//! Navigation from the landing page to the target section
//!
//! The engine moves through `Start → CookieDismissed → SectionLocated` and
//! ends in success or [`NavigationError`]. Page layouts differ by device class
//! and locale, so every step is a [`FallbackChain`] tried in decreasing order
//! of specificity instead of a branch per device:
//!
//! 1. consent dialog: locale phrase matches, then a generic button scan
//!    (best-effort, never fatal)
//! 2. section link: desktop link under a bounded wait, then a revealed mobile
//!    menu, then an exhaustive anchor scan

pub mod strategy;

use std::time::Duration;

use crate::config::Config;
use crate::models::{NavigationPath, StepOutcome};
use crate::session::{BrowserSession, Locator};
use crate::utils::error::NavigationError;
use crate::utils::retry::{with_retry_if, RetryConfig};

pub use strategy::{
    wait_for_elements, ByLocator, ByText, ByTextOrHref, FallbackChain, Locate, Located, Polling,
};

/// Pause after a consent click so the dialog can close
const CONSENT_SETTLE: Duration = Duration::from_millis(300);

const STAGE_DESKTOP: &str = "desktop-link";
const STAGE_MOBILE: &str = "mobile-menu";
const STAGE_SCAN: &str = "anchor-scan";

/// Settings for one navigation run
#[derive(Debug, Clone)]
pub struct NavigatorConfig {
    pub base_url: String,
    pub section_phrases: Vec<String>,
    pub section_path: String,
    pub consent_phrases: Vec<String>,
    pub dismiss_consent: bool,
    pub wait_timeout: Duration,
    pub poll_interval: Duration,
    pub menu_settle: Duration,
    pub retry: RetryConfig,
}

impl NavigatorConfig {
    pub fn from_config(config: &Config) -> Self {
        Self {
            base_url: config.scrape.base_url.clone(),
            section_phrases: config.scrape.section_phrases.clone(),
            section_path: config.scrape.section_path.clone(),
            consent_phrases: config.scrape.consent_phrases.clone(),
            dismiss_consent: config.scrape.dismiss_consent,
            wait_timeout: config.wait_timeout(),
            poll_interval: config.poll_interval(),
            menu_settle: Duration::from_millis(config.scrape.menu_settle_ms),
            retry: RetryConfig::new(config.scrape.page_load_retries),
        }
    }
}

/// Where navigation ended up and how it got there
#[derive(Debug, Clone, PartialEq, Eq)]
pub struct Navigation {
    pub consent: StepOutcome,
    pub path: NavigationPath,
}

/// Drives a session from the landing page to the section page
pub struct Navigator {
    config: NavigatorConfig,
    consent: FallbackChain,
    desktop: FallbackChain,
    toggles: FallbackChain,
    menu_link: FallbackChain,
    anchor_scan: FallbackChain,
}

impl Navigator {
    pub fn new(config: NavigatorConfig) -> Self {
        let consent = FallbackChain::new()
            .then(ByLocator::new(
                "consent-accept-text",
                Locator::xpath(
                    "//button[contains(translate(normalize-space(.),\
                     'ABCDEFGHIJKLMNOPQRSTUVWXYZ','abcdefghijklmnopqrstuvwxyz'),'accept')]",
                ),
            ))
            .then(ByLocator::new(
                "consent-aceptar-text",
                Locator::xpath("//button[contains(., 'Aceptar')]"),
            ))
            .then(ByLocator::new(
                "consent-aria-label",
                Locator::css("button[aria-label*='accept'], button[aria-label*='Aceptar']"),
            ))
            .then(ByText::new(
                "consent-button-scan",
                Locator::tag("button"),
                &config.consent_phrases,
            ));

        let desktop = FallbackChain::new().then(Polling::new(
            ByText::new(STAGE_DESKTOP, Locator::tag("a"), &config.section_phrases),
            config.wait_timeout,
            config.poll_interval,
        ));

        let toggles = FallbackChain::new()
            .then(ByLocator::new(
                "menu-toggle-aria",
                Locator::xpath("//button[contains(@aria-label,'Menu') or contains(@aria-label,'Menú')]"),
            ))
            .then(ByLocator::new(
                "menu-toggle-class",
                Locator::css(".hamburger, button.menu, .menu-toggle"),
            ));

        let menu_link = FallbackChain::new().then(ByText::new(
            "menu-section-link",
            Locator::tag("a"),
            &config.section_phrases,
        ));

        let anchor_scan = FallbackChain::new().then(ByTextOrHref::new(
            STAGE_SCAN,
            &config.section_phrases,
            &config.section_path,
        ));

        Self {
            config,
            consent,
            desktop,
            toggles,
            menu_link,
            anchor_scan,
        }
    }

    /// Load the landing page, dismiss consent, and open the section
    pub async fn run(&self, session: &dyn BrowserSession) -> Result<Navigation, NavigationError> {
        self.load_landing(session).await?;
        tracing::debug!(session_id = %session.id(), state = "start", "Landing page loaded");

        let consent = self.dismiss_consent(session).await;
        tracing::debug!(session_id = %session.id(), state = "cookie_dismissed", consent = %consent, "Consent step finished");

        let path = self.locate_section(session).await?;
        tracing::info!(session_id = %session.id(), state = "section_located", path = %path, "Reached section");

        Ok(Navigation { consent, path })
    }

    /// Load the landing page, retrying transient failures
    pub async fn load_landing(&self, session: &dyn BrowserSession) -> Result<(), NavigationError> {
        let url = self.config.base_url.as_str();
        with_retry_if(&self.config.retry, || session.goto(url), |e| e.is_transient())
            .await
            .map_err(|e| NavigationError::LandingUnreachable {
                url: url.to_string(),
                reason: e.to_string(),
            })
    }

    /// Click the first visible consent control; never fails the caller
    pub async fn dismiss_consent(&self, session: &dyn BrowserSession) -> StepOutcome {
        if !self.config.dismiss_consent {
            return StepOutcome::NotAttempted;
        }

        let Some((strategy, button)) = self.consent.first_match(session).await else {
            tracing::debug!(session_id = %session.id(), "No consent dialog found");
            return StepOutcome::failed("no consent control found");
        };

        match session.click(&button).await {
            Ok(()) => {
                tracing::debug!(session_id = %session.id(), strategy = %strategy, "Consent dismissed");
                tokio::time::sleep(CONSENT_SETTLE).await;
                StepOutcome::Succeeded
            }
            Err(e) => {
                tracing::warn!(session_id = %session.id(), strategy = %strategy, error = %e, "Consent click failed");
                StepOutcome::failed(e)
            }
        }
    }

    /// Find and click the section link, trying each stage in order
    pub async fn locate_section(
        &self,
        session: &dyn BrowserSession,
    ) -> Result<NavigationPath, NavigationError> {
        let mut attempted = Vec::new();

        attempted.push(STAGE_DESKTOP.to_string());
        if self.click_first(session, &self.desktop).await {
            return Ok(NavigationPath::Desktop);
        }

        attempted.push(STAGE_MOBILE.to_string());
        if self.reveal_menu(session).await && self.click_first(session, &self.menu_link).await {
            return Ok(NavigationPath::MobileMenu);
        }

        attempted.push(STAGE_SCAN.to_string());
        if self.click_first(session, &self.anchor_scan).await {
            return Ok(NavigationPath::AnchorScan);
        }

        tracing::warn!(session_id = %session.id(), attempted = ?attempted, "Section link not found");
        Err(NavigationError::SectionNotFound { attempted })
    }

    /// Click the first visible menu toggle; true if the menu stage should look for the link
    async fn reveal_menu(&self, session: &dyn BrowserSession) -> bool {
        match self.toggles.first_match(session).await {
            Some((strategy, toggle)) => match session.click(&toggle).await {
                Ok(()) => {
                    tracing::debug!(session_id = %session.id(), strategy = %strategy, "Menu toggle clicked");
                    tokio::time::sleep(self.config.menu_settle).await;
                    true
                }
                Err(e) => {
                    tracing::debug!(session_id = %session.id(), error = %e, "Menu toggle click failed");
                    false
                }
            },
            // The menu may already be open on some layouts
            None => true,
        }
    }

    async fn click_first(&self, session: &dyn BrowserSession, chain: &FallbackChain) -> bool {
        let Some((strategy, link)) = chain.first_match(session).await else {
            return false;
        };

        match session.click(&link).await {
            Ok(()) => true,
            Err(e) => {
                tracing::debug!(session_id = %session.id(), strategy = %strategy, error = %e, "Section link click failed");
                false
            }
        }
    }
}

☆ ☆ ☆ ☆

◆ REQUIRED WORK ◆
Your answer should be each line from the preceding material in which the word "label" occurs.

◆ RESULT OF THE EXERCISE ◆
                "consent-aria-label",
                Locator::css("button[aria-label*='accept'], button[aria-label*='Aceptar']"),
                Locator::xpath("//button[contains(@aria-label,'Menu') or contains(@aria-label,'Menú')]"),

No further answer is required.